# Ridgid Foam to Concrete



## kevsprojects (Jul 8, 2011)

I am planning to insulate my crawlspace concrete walls with rigid foam board. Most of what I've read indicates to attach it directly to the walls. I agree with that but am curious about the exact method of attachment. I was thinking of using a #8 x 3" construction screw with 2" washers. I would probably use 2" foam board & figuring about 3/4" or so penetration of the screw into the concrete wall. The walls are solid not concrete block. I would need just enough penetration to hold the board in place. Does this sound like a viable method?

Thanks,
Kevin


----------



## UFoPilot (Apr 24, 2008)

I'd use glue.


----------



## packer_rich (Jan 16, 2011)

I've done the same project, and I used construction adhesive.


----------



## Lifeguardr (Dec 8, 2011)

Kevin, use Lepage PL 300 made for gluing foam board. Use the big one in your caulking gun and lay down a good healthy bead of glue either in an "S" pattern or 12" apart vertical lines. It'll be fine. Tuck tape the seams.


----------



## kevsprojects (Jul 8, 2011)

ok, I'll look into the glue, where can I get the PL 300 & will I need to "hold" the board in place with 2x4 struts or the like until it sets up?


----------



## Lifeguardr (Dec 8, 2011)

Almost any building centre like HD, Lowe's etc. will have PL300. It's pretty sticky stuff, so all you have to do is squeeze out the beads on the foam, then press it against the concrete - it'll stay. I used XPS stryospan 2"X2x8 shiplap edge and it was the best.


----------



## kevsprojects (Jul 8, 2011)

Great! sounds like a plan.

Thanks again


----------



## Gary in WA (Mar 11, 2009)

Keep in mind foamboard requires a positive attachment per Code requirements...... more than glue.
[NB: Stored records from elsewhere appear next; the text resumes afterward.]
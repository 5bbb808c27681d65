// Copyright 2025 eraflo
//
// Licensed under the Apache License, Version 2.0 (the "License");
// you may not use this file except in compliance with the License.
// You may obtain a copy of the License at
//
//     http://www.apache.org/licenses/LICENSE-2.0
//
// Unless required by applicable law or agreed to in writing, software
// distributed under the License is distributed on an "AS IS" BASIS,
// WITHOUT WARRANTIES OR CONDITIONS OF ANY KIND, either express or implied.
// See the License for the specific language governing permissions and
// limitations under the License.

//! # Tessera Core
//!
//! Foundational crate containing generational handles, the handle sets that
//! allocate and validate them, and the explicit engine context used to wire
//! subsystems together.

#![warn(missing_docs)]

pub mod context;
pub mod error;
pub mod handle;
pub mod service_registry;

pub use context::EngineContext;
pub use error::{ContextError, PoolError};
pub use handle::{DynamicHandleSet, Handle, HandleIter, HandleSet, HandleSource};
pub use service_registry::ServiceRegistry;
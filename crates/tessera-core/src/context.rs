// Copyright 2025 eraflo
//
// Licensed under the Apache License, Version 2.0 (the "License");
// you may not use this file except in compliance with the License.
// You may obtain a copy of the License at
//
//     http://www.apache.org/licenses/LICENSE-2.0
//
// Unless required by applicable law or agreed to in writing, software
// distributed under the License is distributed on an "AS IS" BASIS,
// WITHOUT WARRANTIES OR CONDITIONS OF ANY KIND, either express or implied.
// See the License for the specific language governing permissions and
// limitations under the License.

//! The engine context handed to subsystem constructors.

use crate::error::ContextError;
use crate::service_registry::ServiceRegistry;
use std::any::type_name;
use std::sync::Arc;

/// Explicit dependency-injection root.
///
/// Subsystems (the task scheduler, object pools, asset loaders, ...) are
/// registered once while the engine boots, then the context is passed to
/// whatever needs them. Nothing is stored in process-wide state.
#[derive(Debug, Default, Clone)]
pub struct EngineContext {
    services: ServiceRegistry,
}

impl EngineContext {
    /// Creates a context with no services.
    pub fn new() -> Self {
        Self::default()
    }

    /// Builder-style registration.
    #[must_use]
    pub fn with_service<T: Send + Sync + 'static>(mut self, service: T) -> Self {
        self.services.insert(service);
        self
    }

    /// Registers a service that the caller keeps a handle to.
    pub fn register_shared<T: Send + Sync + 'static>(&mut self, service: Arc<T>) {
        self.services.insert_shared(service);
    }

    /// Looks up an optional service.
    pub fn service<T: Send + Sync + 'static>(&self) -> Option<Arc<T>> {
        self.services.get::<T>()
    }

    /// Looks up a service the caller cannot work without.
    pub fn require<T: Send + Sync + 'static>(&self) -> Result<Arc<T>, ContextError> {
        self.services
            .get::<T>()
            .ok_or(ContextError::MissingService {
                type_name: type_name::<T>(),
            })
    }

    /// The underlying registry.
    pub fn services(&self) -> &ServiceRegistry {
        &self.services
    }
}
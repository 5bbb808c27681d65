// Copyright 2025 eraflo
//
// Licensed under the Apache License, Version 2.0 (the "License");
// you may not use this file except in compliance with the License.
// You may obtain a copy of the License at
//
//     http://www.apache.org/licenses/LICENSE-2.0
//
// Unless required by applicable law or agreed to in writing, software
// distributed under the License is distributed on an "AS IS" BASIS,
// WITHOUT WARRANTIES OR CONDITIONS OF ANY KIND, either express or implied.
// See the License for the specific language governing permissions and
// limitations under the License.

//! # Tessera Tasks
//!
//! A work-stealing task system with one queue per worker thread plus one
//! queue reserved for the *owner* thread (the thread that built the system
//! and pumps it from its main loop).
//!
//! Tasks come in two flavours: *ready* tasks whose inputs are all available,
//! and *awaitable* tasks whose inputs include [`TaskFuture`]s produced by
//! other tasks. Queues move ready work to the front so that waiting tasks
//! never block a worker, and a scheduler thread that waits on a future keeps
//! executing other tasks instead of sleeping.
//!
//! ```rust
//! use tessera_tasks::{TaskSystem, TaskSystemConfig};
//!
//! let tasks = TaskSystem::new(TaskSystemConfig::default().with_threads_count(3)).unwrap();
//! let a = tasks.push_on_worker_thread(|| 20);
//! let b = tasks.push_on_worker_thread(|| 22);
//! let sum = tasks.push_awaitable_on_worker_thread((a, b), |(a, b)| a + b);
//! assert_eq!(sum.get(), Ok(42));
//! ```

#![warn(missing_docs)]

pub mod args;
pub mod config;
pub mod error;
pub mod future;
pub mod queue;
pub mod system;
pub mod task;

pub use args::{Ready, TaskArg, TaskArgs};
pub use config::TaskSystemConfig;
pub use error::{TaskError, TaskSystemError};
pub use future::TaskFuture;
pub use queue::TaskQueue;
pub use system::{QueueInfo, QueueTarget, TaskSystem, TaskSystemHandle, TaskSystemInfo};
pub use task::{make_awaitable_task, make_ready_task, Task, TaskId};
Pattern when gluing: http://joneakes.com/jons-fixit-database/743

Gary


----------



## kevsprojects (Jul 8, 2011)

That's a good site. I've researched topics from time to time on there. Maybe I missed something on that page via the link but, I didn't see anything about "code requirement" or "gluing pattern". I check the codes though to see if any red flags pop up.


----------



## Trucon01 (Jan 10, 2012)

Hey kevs... I'll be doing the same thing with my basement. We just started to tear down the drywall and the God awful painted paneling. Once I was down to the bare concrete, I was going to use Drylock Extreme to cover the walls (2 coats) and then glue that blue foam (either using 1 set of 2 inch foam or 2 sets of 1 inch foam, staggard seam). Then I was going to put up the framing around that.


----------



## kevsprojects (Jul 8, 2011)

yea trucon01, I was kinda wondering about the drylock for the walls before I insulate too. I'll be lookin at that too.


----------



## Beepster (Oct 19, 2009)

I am not so sure that the foamboard adhesives will adhere to drylock.

I am in the process of glueing the foamboards to my bare block walls. The only surprise that I am finding is that it takes a whole tube of adhesive per 4' x 8' sheet.

GBR, do you need positive attachment if you are going to 2x4 frame over the foamboard with the bottom plate being nailed to the floor and the top plate nailed to the joists?

B


----------



## concretemasonry (Oct 10, 2006)

Beepster -

I assume that GBR was referring to the fix-all, cure-all, prescriptive code requirement for foam requirement for universal administrative purposes. If there is a wood frame wall in front of the foam and not attached to the foam, a adhesive can be acceptable in the real world since the purpose of the foam is only to attach the foam to the concrete.

Use the proper adhesive for the type of "foam" you choose. The cheap EPS foams (expanded white beadboard) can be eaten by the better adhesives that are intended for use on XPS extruded foam.

Dick


----------



## Gary in WA (Mar 11, 2009)

Good point, Dick!

"GBR, do you need positive attachment if you are going to 2x4 frame over the foamboard with the bottom plate being nailed to the floor and the top plate nailed to the joists?" ----- no, but check locally with the AHJ.
Keep in mind the glue pattern provided on the site quoted will stop any air from getting to the colder concrete wall. Moisture will compromise it if left with a 1/32" air-gap....... So just tack-gluing a board then pushing a built frame wall tight next to it will *not *seal the board to the concrete. (The whole point of the glue pattern).

Remember to fire-stop every 10' along the wall as well; http://publicecodes.citation.com/icod/irc/2009/icod_irc_2009_3_sec002_par031.htm

Dryloc or other water-proofing, just directs the water to another, easier entry location, like the wall/footing/slab joint, where it will rot the framing easier. It localizes the moisture to do more damage in one area rather come through everywhere on the wall, a little at a time. UNLESS you have an interior drainage system; fig. #15: http://www.buildingscience.com/documents/reports/rr-0202-basement-insulation-systems

Gary.


----------



## metal (Sep 8, 2011)

Glue for sure. It'll hold. It works a lot better as an insulator too. Go for it!


----------